> **ASSIGNMENT**: Word for word, repeat each of the records below.

= Beginning of Section =

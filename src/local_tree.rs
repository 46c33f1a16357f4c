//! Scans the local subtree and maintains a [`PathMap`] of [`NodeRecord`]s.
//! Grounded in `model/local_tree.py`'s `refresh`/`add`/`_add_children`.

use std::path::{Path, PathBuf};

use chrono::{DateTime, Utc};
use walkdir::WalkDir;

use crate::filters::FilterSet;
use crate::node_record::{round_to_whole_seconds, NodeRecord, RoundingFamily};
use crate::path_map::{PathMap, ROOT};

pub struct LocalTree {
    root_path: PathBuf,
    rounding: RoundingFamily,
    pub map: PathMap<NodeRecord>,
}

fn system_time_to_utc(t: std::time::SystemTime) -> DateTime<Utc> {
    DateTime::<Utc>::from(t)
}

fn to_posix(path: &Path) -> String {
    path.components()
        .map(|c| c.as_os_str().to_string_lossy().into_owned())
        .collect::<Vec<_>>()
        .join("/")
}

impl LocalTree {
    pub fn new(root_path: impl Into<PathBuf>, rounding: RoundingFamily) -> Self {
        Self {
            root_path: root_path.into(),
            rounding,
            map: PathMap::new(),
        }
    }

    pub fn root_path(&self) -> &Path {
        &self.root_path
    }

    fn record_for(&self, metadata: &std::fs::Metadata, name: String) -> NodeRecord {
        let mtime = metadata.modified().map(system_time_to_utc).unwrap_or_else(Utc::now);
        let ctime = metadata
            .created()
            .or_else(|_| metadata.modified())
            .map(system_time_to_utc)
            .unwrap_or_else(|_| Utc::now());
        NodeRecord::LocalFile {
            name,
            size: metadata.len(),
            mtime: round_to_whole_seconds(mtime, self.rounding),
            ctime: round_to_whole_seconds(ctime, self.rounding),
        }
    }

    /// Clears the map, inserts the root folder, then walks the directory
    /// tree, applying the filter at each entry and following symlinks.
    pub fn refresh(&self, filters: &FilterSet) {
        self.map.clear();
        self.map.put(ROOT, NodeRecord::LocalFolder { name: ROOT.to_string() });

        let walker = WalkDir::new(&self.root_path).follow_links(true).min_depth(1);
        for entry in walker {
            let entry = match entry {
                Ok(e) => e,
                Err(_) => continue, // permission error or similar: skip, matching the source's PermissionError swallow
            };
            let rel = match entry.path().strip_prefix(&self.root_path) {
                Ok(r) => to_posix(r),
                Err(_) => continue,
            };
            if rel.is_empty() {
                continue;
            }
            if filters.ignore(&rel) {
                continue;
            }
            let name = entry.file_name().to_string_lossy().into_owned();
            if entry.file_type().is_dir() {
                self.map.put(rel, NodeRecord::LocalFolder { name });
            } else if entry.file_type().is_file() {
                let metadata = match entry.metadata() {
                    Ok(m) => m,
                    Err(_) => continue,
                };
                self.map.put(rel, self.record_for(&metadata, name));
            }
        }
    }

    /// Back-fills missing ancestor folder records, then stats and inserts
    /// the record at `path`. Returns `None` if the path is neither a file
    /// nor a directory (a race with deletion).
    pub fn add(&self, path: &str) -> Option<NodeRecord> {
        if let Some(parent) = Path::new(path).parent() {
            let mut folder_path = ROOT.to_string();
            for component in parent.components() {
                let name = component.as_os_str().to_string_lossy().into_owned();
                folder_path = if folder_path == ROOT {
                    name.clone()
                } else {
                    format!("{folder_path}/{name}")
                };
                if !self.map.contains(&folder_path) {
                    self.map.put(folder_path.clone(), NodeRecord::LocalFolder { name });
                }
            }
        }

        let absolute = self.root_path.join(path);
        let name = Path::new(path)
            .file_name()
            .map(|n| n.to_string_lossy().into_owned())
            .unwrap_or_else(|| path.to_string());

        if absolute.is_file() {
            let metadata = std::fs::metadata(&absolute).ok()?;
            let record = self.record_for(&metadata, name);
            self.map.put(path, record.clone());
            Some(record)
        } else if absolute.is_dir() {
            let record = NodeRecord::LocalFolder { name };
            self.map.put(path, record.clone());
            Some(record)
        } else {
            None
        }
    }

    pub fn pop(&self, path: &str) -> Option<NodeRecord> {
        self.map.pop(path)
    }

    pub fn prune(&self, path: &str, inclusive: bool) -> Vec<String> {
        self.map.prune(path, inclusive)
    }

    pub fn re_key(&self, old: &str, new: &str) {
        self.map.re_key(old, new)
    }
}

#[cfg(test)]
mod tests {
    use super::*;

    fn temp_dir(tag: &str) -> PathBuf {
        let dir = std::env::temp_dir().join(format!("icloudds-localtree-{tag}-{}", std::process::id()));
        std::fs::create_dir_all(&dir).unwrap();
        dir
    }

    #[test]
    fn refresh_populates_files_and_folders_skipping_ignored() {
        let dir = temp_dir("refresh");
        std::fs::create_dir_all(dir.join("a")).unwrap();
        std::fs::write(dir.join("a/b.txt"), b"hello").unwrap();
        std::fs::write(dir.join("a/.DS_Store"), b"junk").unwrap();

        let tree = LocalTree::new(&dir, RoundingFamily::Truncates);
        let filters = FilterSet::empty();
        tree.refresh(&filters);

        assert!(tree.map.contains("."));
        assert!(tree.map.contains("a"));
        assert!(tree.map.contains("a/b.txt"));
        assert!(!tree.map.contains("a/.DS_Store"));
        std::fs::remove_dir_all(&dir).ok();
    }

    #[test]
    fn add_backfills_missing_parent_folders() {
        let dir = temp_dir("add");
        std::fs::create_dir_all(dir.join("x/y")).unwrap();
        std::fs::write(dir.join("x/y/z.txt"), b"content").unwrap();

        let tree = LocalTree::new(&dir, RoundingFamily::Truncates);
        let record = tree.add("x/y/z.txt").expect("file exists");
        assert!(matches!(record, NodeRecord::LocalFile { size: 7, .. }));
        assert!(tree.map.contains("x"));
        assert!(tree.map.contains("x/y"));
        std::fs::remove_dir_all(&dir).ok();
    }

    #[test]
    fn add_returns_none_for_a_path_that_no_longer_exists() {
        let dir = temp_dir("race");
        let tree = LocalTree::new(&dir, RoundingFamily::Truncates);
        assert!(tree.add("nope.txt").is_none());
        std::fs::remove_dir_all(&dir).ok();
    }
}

= End of Section =

> **YOUR SOLUTION**:
filename src/local_tree.rs
repository 46c33f1a16357f4c
//! Scans the local subtree and maintains a [`PathMap`] of [`NodeRecord`]s.
//! Grounded in `model/local_tree.py`'s `refresh`/`add`/`_add_children`.

use std::path::{Path, PathBuf};

use chrono::{DateTime, Utc};
use walkdir::WalkDir;

use crate::filters::FilterSet;
use crate::node_record::{round_to_whole_seconds, NodeRecord, RoundingFamily};
use crate::path_map::{PathMap, ROOT};

pub struct LocalTree {
    root_path: PathBuf,
    rounding: RoundingFamily,
    pub map: PathMap<NodeRecord>,
}

fn system_time_to_utc(t: std::time::SystemTime) -> DateTime<Utc> {
    DateTime::<Utc>::from(t)
}

fn to_posix(path: &Path) -> String {
    path.components()
        .map(|c| c.as_os_str().to_string_lossy().into_owned())
        .collect::<Vec<_>>()
        .join("/")
}

impl LocalTree {
    pub fn new(root_path: impl Into<PathBuf>, rounding: RoundingFamily) -> Self {
        Self {
            root_path: root_path.into(),
            rounding,
            map: PathMap::new(),
        }
    }

    pub fn root_path(&self) -> &Path {
        &self.root_path
    }

    fn record_for(&self, metadata: &std::fs::Metadata, name: String) -> NodeRecord {
        let mtime = metadata.modified().map(system_time_to_utc).unwrap_or_else(Utc::now);
        let ctime = metadata
            .created()
            .or_else(|_| metadata.modified())
            .map(system_time_to_utc)
            .unwrap_or_else(|_| Utc::now());
        NodeRecord::LocalFile {
            name,
            size: metadata.len(),
            mtime: round_to_whole_seconds(mtime, self.rounding),
            ctime: round_to_whole_seconds(ctime, self.rounding),
        }
    }

    /// Clears the map, inserts the root folder, then walks the directory
    /// tree, applying the filter at each entry and following symlinks.
    pub fn refresh(&self, filters: &FilterSet) {
        self.map.clear();
        self.map.put(ROOT, NodeRecord::LocalFolder { name: ROOT.to_string() });

        let walker = WalkDir::new(&self.root_path).follow_links(true).min_depth(1);
        for entry in walker {
            let entry = match entry {
                Ok(e) => e,
                Err(_) => continue, // permission error or similar: skip, matching the source's PermissionError swallow
            };
            let rel = match entry.path().strip_prefix(&self.root_path) {
                Ok(r) => to_posix(r),
                Err(_) => continue,
            };
            if rel.is_empty() {
                continue;
            }
            if filters.ignore(&rel) {
                continue;
            }
            let name = entry.file_name().to_string_lossy().into_owned();
            if entry.file_type().is_dir() {
                self.map.put(rel, NodeRecord::LocalFolder { name });
            } else if entry.file_type().is_file() {
                let metadata = match entry.metadata() {
                    Ok(m) => m,
                    Err(_) => continue,
                };
                self.map.put(rel, self.record_for(&metadata, name));
            }
        }
    }

    /// Back-fills missing ancestor folder records, then stats and inserts
    /// the record at `path`. Returns `None` if the path is neither a file
    /// nor a directory (a race with deletion).
    pub fn add(&self, path: &str) -> Option<NodeRecord> {
        if let Some(parent) = Path::new(path).parent() {
            let mut folder_path = ROOT.to_string();
            for component in parent.components() {
                let name = component.as_os_str().to_string_lossy().into_owned();
                folder_path = if folder_path == ROOT {
                    name.clone()
                } else {
                    format!("{folder_path}/{name}")
                };
                if !self.map.contains(&folder_path) {
                    self.map.put(folder_path.clone(), NodeRecord::LocalFolder { name });
                }
            }
        }

        let absolute = self.root_path.join(path);
        let name = Path::new(path)
            .file_name()
            .map(|n| n.to_string_lossy().into_owned())
            .unwrap_or_else(|| path.to_string());

        if absolute.is_file() {
            let metadata = std::fs::metadata(&absolute).ok()?;
            let record = self.record_for(&metadata, name);
            self.map.put(path, record.clone());
            Some(record)
        } else if absolute.is_dir() {
            let record = NodeRecord::LocalFolder { name };
            self.map.put(path, record.clone());
            Some(record)
        } else {
            None
        }
    }

    pub fn pop(&self, path: &str) -> Option<NodeRecord> {
        self.map.pop(path)
    }

    pub fn prune(&self, path: &str, inclusive: bool) -> Vec<String> {
        self.map.prune(path, inclusive)
    }

    pub fn re_key(&self, old: &str, new: &str) {
        self.map.re_key(old, new)
    }
}

#[cfg(test)]
mod tests {
    use super::*;

    fn temp_dir(tag: &str) -> PathBuf {
        let dir = std::env::temp_dir().join(format!("icloudds-localtree-{tag}-{}", std::process::id()));
        std::fs::create_dir_all(&dir).unwrap();
        dir
    }

    #[test]
    fn refresh_populates_files_and_folders_skipping_ignored() {
        let dir = temp_dir("refresh");
        std::fs::create_dir_all(dir.join("a")).unwrap();
        std::fs::write(dir.join("a/b.txt"), b"hello").unwrap();
        std::fs::write(dir.join("a/.DS_Store"), b"junk").unwrap();

        let tree = LocalTree::new(&dir, RoundingFamily::Truncates);
        let filters = FilterSet::empty();
        tree.refresh(&filters);

        assert!(tree.map.contains("."));
        assert!(tree.map.contains("a"));
        assert!(tree.map.contains("a/b.txt"));
        assert!(!tree.map.contains("a/.DS_Store"));
        std::fs::remove_dir_all(&dir).ok();
    }

    #[test]
    fn add_backfills_missing_parent_folders() {
        let dir = temp_dir("add");
        std::fs::create_dir_all(dir.join("x/y")).unwrap();
        std::fs::write(dir.join("x/y/z.txt"), b"content").unwrap();

        let tree = LocalTree::new(&dir, RoundingFamily::Truncates);
        let record = tree.add("x/y/z.txt").expect("file exists");
        assert!(matches!(record, NodeRecord::LocalFile { size: 7, .. }));
        assert!(tree.map.contains("x"));
        assert!(tree.map.contains("x/y"));
        std::fs::remove_dir_all(&dir).ok();
    }

    #[test]
    fn add_returns_none_for_a_path_that_no_longer_exists() {
        let dir = temp_dir("race");
        let tree = LocalTree::new(&dir, RoundingFamily::Truncates);
        assert!(tree.add("nope.txt").is_none());
        std::fs::remove_dir_all(&dir).ok();
    }
}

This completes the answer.